If you're in a place where you will live a long time, the sooner you can plant haskaps,  the better. (They do exceptionally well in your climate and varying soils and they pay dividends after a few years.) Same suggestion for other trees and shrubs, as mentioned in posts above. The best time to plant an apple tree is 20 years ago; the next best time is now.

You can get a strawberry bed started.  Mulch them in case we have a winter like last winter or harsher (long, early cold snap before the snow insulated the ground, and then that brutal mid-winter wind storm that swept areas bare and had its way with some of the less hardy plants). If you know the right person,  you can get a bunch of runners off their plants right now.

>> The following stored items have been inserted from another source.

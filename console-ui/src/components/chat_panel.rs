use std::ops::ControlFlow;

use console_types::{ChatRole, ExecutionLog};
use dioxus::prelude::*;

use crate::chat::{stream_chat, ChatSession, ReplyProgress, StreamOutcome};
use crate::thread::mint_thread_id;

/// Threaded chat about one task, with a picker to continue a past log.
#[component]
pub fn ChatPanel(
    task_id: i64,
    logs: Vec<ExecutionLog>,
    on_turn_complete: EventHandler<()>,
) -> Element {
    let mut session = use_signal(ChatSession::default);
    let mut input_text = use_signal(String::new);
    let mut selected_log = use_signal(|| None::<i64>);

    let send_message = use_callback(move |_: ()| {
        let text = input_text();
        let request = match session.write().begin_send(&text, mint_thread_id) {
            Ok(request) => request,
            Err(rejected) => {
                dioxus_logger::tracing::debug!("Chat send rejected: {}", rejected);
                return;
            }
        };
        input_text.set(String::new());

        spawn(async move {
            let result = stream_chat(task_id, &request, |fragment| {
                match session.write().apply_fragment(fragment) {
                    ReplyProgress::Streaming => ControlFlow::Continue(()),
                    ReplyProgress::Completed => {
                        on_turn_complete.call(());
                        ControlFlow::Break(())
                    }
                    ReplyProgress::Failed(message) => {
                        dioxus_logger::tracing::error!("Chat reply for task {} failed: {}", task_id, message);
                        ControlFlow::Break(())
                    }
                    ReplyProgress::Ignored => ControlFlow::Break(()),
                }
            })
            .await;

            match result {
                Ok(StreamOutcome::Terminated) => {}
                Ok(StreamOutcome::Ended) => {
                    session.write().stream_ended();
                }
                Err(e) => {
                    dioxus_logger::tracing::error!("Chat stream for task {} failed: {}", task_id, e);
                    session.write().transport_failed(e.user_message());
                }
            }
        });
    });

    let onkeydown = use_callback(move |e: KeyboardEvent| {
        if e.key() == Key::Enter && !e.modifiers().shift() {
            e.prevent_default();
            send_message.call(());
        }
    });

    let logs_for_picker = logs.clone();
    let on_pick_log = move |e: FormEvent| {
        let Ok(execution_number) = e.value().parse::<i64>() else {
            return;
        };
        let Some(log) = logs_for_picker
            .iter()
            .find(|log| log.execution_number == execution_number)
        else {
            return;
        };
        match session.write().resume(log) {
            Ok(()) => selected_log.set(Some(execution_number)),
            Err(rejected) => {
                dioxus_logger::tracing::debug!("Cannot resume log {}: {}", execution_number, rejected);
            }
        }
    };

    let on_new_thread = move |_: MouseEvent| {
        if session.write().start_new_thread().is_ok() {
            selected_log.set(None);
        }
    };

    let sending = session.read().is_sending();
    let transcript = session.read().transcript().to_vec();
    let last_error = session.read().last_error().map(ToString::to_string);
    let thread_label = {
        let guard = session.read();
        let thread = guard.thread();
        match (&thread.thread_id, thread.current_execution_number) {
            (Some(id), Some(execution)) => format!("{id} · turn {} · log #{execution}", thread.thread_number),
            (Some(id), None) => format!("{id} · turn {}", thread.thread_number),
            (None, _) => "New conversation".to_string(),
        }
    };
    let picked = selected_log().map(|n| n.to_string()).unwrap_or_default();

    rsx! {
        div {
            style: "display: flex; flex-direction: column; gap: 0.75rem; padding: 1rem; background: #111827; border-radius: 0.5rem;",

            div {
                style: "display: flex; align-items: center; gap: 0.5rem;",
                span { style: "flex: 1; font-size: 0.75rem; color: #9ca3af; font-family: monospace;", "{thread_label}" }
                select {
                    style: "padding: 0.25rem; background: #1f2937; color: #e5e7eb; border: 1px solid #374151; border-radius: 0.25rem;",
                    disabled: sending,
                    value: "{picked}",
                    onchange: on_pick_log,
                    option { value: "", "Continue a previous run..." }
                    for log in logs.iter() {
                        option {
                            key: "{log.id}",
                            value: "{log.execution_number}",
                            style: log_option_style(log),
                            {log_label(log)}
                        }
                    }
                }
                button {
                    style: "padding: 0.25rem 0.75rem; background: #374151; color: white; border: none; border-radius: 0.25rem; cursor: pointer;",
                    disabled: sending,
                    onclick: on_new_thread,
                    "New conversation"
                }
            }

            div {
                style: "display: flex; flex-direction: column; gap: 0.5rem; max-height: 40vh; overflow-y: auto;",
                if transcript.is_empty() {
                    div { style: "color: #6b7280; font-size: 0.875rem;", "Ask a question about this task." }
                }
                for (index, turn) in transcript.into_iter().enumerate() {
                    div {
                        key: "{index}",
                        style: turn_style(turn.role),
                        if turn.content.is_empty() && sending {
                            span { style: "color: #9ca3af;", "..." }
                        } else {
                            "{turn.content}"
                        }
                    }
                }
            }

            if let Some(message) = last_error {
                div { style: "font-size: 0.8125rem; color: #fca5a5;", "{message}" }
            }

            div {
                style: "display: flex; gap: 0.5rem;",
                textarea {
                    style: "flex: 1; min-height: 2.5rem; padding: 0.5rem; background: #0f172a; color: #f3f4f6; border: 1px solid #374151; border-radius: 0.375rem; resize: vertical;",
                    placeholder: "Message",
                    disabled: sending,
                    value: "{input_text}",
                    oninput: move |e: FormEvent| input_text.set(e.value()),
                    onkeydown,
                }
                button {
                    style: "padding: 0.5rem 1rem; background: #2563eb; color: white; border: none; border-radius: 0.375rem; cursor: pointer;",
                    disabled: sending || input_text.read().trim().is_empty(),
                    onclick: move |_| send_message.call(()),
                    if sending { "Sending..." } else { "Send" }
                }
            }
        }
    }
}

fn turn_style(role: ChatRole) -> &'static str {
    match role {
        ChatRole::User => "align-self: flex-end; max-width: 80%; padding: 0.5rem 0.75rem; background: #1d4ed8; color: white; border-radius: 0.5rem; white-space: pre-wrap;",
        ChatRole::Assistant => "max-width: 80%; padding: 0.5rem 0.75rem; background: #1f2937; color: #f3f4f6; border-radius: 0.5rem; white-space: pre-wrap;",
    }
}

fn log_option_style(log: &ExecutionLog) -> &'static str {
    if log.is_failed() {
        "color: #fca5a5;"
    } else {
        "color: #e5e7eb;"
    }
}

fn log_label(log: &ExecutionLog) -> String {
    let when = log
        .created_at_utc()
        .map(|at| at.format("%Y-%m-%d %H:%M").to_string())
        .unwrap_or_else(|| log.created_at.clone());
    format!("#{} · {} · {}", log.execution_number, log.response_type, when)
}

Make sure,  sure,  sure to protect your fruit and berry trees and your strawberries from moose!

Now is also a good time to tromp around in the woods and get some currants to plant in your yard (before the leaves fall off, making them harder to identify). The disadvantage of doing this now is that you don't have the benefit of seeing what the plant is producing,  and some produce a lot more or better quality than others. But it will give you a start with getting some established. You may well already have some in your yard, hiding among the grass and high bush cranberries. Look around tree stumps.

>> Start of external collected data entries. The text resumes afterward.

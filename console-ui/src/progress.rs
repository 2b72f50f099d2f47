//! Per-task progress for list views.
//!
//! Each in-progress row owns its own subscription, independent of any detail
//! view watching the same task. Only the `progress` field is read; a
//! `ResultMessage` or `end` closes the subscription and the list refreshes
//! from the backend instead of inferring completion locally.

use std::collections::HashMap;

use console_types::{parse_stream_event, StreamEvent};

#[derive(Debug, Clone, Copy, PartialEq, Eq, Hash)]
pub struct ProgressTicket {
    pub task_id: i64,
    generation: u64,
}

#[derive(Debug, Clone, Copy, PartialEq, Eq)]
pub enum ProgressUpdate {
    Updated(u8),
    Unchanged,
    /// Task produced its result; close the subscription and refresh the list.
    Finished,
    /// Stream ended without a result; close the subscription and refresh the list.
    Ended,
    Dropped,
    Stale,
}

#[derive(Debug, Clone, Default, PartialEq, Eq)]
pub struct Reconcile {
    pub open: Vec<i64>,
    pub close: Vec<i64>,
}

#[derive(Debug, Clone)]
struct Tracked {
    generation: u64,
    value: u8,
    active: bool,
}

#[derive(Debug, Default)]
pub struct ProgressBoard {
    tracked: HashMap<i64, Tracked>,
    generation: u64,
}

impl ProgressBoard {
    pub fn track(&mut self, task_id: i64) -> ProgressTicket {
        self.generation += 1;
        let generation = self.generation;
        let entry = self.tracked.entry(task_id).or_insert(Tracked {
            generation,
            value: 0,
            active: true,
        });
        entry.generation = generation;
        entry.active = true;
        ProgressTicket {
            task_id,
            generation,
        }
    }

    pub fn untrack(&mut self, task_id: i64) -> bool {
        self.tracked.remove(&task_id).is_some()
    }

    /// Current value, 0 when nothing was reported.
    pub fn progress(&self, task_id: i64) -> u8 {
        self.tracked.get(&task_id).map_or(0, |entry| entry.value)
    }

    pub fn is_active(&self, task_id: i64) -> bool {
        self.tracked.get(&task_id).is_some_and(|entry| entry.active)
    }

    fn current(&mut self, ticket: &ProgressTicket) -> Option<&mut Tracked> {
        self.tracked
            .get_mut(&ticket.task_id)
            .filter(|entry| entry.active && entry.generation == ticket.generation)
    }

    pub fn apply(&mut self, ticket: &ProgressTicket, data: &str) -> ProgressUpdate {
        let Some(entry) = self.current(ticket) else {
            return ProgressUpdate::Stale;
        };

        let message = match parse_stream_event(data) {
            Ok(StreamEvent::Message(message)) => message,
            Ok(StreamEvent::End { .. }) => {
                entry.active = false;
                return ProgressUpdate::Ended;
            }
            Err(err) => {
                dioxus_logger::tracing::error!(
                    "Dropping undecodable progress event for task {}: {}",
                    ticket.task_id,
                    err
                );
                return ProgressUpdate::Dropped;
            }
        };

        let mut update = ProgressUpdate::Unchanged;
        if let Some(progress) = message.progress {
            entry.value = progress;
            update = ProgressUpdate::Updated(progress);
        }
        if message.is_result() {
            entry.active = false;
            return ProgressUpdate::Finished;
        }
        update
    }

    pub fn transport_failed(&mut self, ticket: &ProgressTicket) -> bool {
        match self.current(ticket) {
            Some(entry) => {
                entry.active = false;
                true
            }
            None => false,
        }
    }

    /// Diff the tracked set against the tasks currently in progress.
    /// A task the backend still reports as running gets a fresh subscription
    /// when its previous one has closed.
    pub fn reconcile(&self, in_progress: &[i64]) -> Reconcile {
        let open = in_progress
            .iter()
            .copied()
            .filter(|task_id| !self.is_active(*task_id))
            .collect();
        let mut close: Vec<i64> = self
            .tracked
            .keys()
            .copied()
            .filter(|task_id| !in_progress.contains(task_id))
            .collect();
        close.sort_unstable();
        Reconcile { open, close }
    }
}

#[cfg(test)]
mod tests {
    use super::*;

    #[test]
    fn defaults_to_zero() {
        let mut board = ProgressBoard::default();
        assert_eq!(board.progress(9), 0);
        board.track(9);
        assert_eq!(board.progress(9), 0);
    }

    #[test]
    fn reads_progress_from_any_message_type() {
        let mut board = ProgressBoard::default();
        let ticket = board.track(1);
        assert_eq!(
            board.apply(&ticket, r#"{"type":"AssistantMessage","text":"x","progress":30}"#),
            ProgressUpdate::Updated(30)
        );
        assert_eq!(
            board.apply(&ticket, r#"{"type":"AssistantMessage","text":"y"}"#),
            ProgressUpdate::Unchanged
        );
        assert_eq!(board.progress(1), 30);
    }

    #[test]
    fn result_message_finishes_subscription() {
        let mut board = ProgressBoard::default();
        let ticket = board.track(1);
        assert_eq!(
            board.apply(&ticket, r#"{"type":"ResultMessage","progress":100}"#),
            ProgressUpdate::Finished
        );
        assert_eq!(board.progress(1), 100);
        assert!(!board.is_active(1));
        assert_eq!(
            board.apply(&ticket, r#"{"type":"SystemMessage","progress":5}"#),
            ProgressUpdate::Stale
        );
    }

    #[test]
    fn end_without_result_reopens_while_still_running() {
        let mut board = ProgressBoard::default();
        let ticket = board.track(1);
        board.apply(&ticket, r#"{"type":"SystemMessage","progress":30}"#);
        assert_eq!(
            board.apply(&ticket, r#"{"type":"end","status":"cancelled"}"#),
            ProgressUpdate::Ended
        );
        assert!(!board.is_active(1));

        let plan = board.reconcile(&[1]);
        assert_eq!(plan.open, vec![1]);
        assert!(plan.close.is_empty());

        let again = board.track(1);
        assert!(board.is_active(1));
        assert_eq!(board.progress(1), 30);
        assert_eq!(
            board.apply(&ticket, r#"{"type":"SystemMessage","progress":50}"#),
            ProgressUpdate::Stale
        );
        assert_eq!(
            board.apply(&again, r#"{"type":"SystemMessage","progress":50}"#),
            ProgressUpdate::Updated(50)
        );
    }

    #[test]
    fn failure_of_one_task_leaves_others_alone() {
        let mut board = ProgressBoard::default();
        let x = board.track(1);
        let y = board.track(2);
        assert!(board.transport_failed(&x));
        assert_eq!(
            board.apply(&y, r#"{"type":"SystemMessage","progress":55}"#),
            ProgressUpdate::Updated(55)
        );
        assert!(board.is_active(2));
        assert!(!board.is_active(1));
    }

    #[test]
    fn retracking_invalidates_old_ticket() {
        let mut board = ProgressBoard::default();
        let old = board.track(1);
        board.untrack(1);
        let new = board.track(1);
        assert_eq!(
            board.apply(&old, r#"{"type":"SystemMessage","progress":10}"#),
            ProgressUpdate::Stale
        );
        assert_eq!(
            board.apply(&new, r#"{"type":"SystemMessage","progress":10}"#),
            ProgressUpdate::Updated(10)
        );
    }

    #[test]
    fn reconcile_opens_new_and_closes_departed() {
        let mut board = ProgressBoard::default();
        board.track(1);
        let running = board.track(2);
        board.apply(&running, r#"{"type":"SystemMessage","progress":5}"#);
        let finished = board.track(4);
        board.apply(&finished, r#"{"type":"ResultMessage"}"#);

        let plan = board.reconcile(&[2, 3]);
        assert_eq!(plan.open, vec![3]);
        assert_eq!(plan.close, vec![1, 4]);
    }

    #[test]
    fn finished_task_still_listed_as_running_is_resubscribed() {
        let mut board = ProgressBoard::default();
        let ticket = board.track(7);
        assert_eq!(
            board.apply(&ticket, r#"{"type":"ResultMessage","progress":100}"#),
            ProgressUpdate::Finished
        );
        assert_eq!(board.reconcile(&[7]).open, vec![7]);
        assert_eq!(board.reconcile(&[]).close, vec![7]);
    }
}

Your time and effort right now might be best put into preparing beds or building a greenhouse for next spring.  For example,  you could prepare a bed with some provision for putting plastic over it during breakup to melt the snow and thaw the ground faster to give yourself an early start.

Think now about how you are going to protect your garden from moose.  That may inform how you lay it out and where you put it. Where I live they usually wait until late August to come eat beets,  kale,  cabbage,  broccoli,  etc. that are finally ready.  (I'm in the Matsu kind of near Hatcher Pass.) You can make some kind of deterrent during the summer.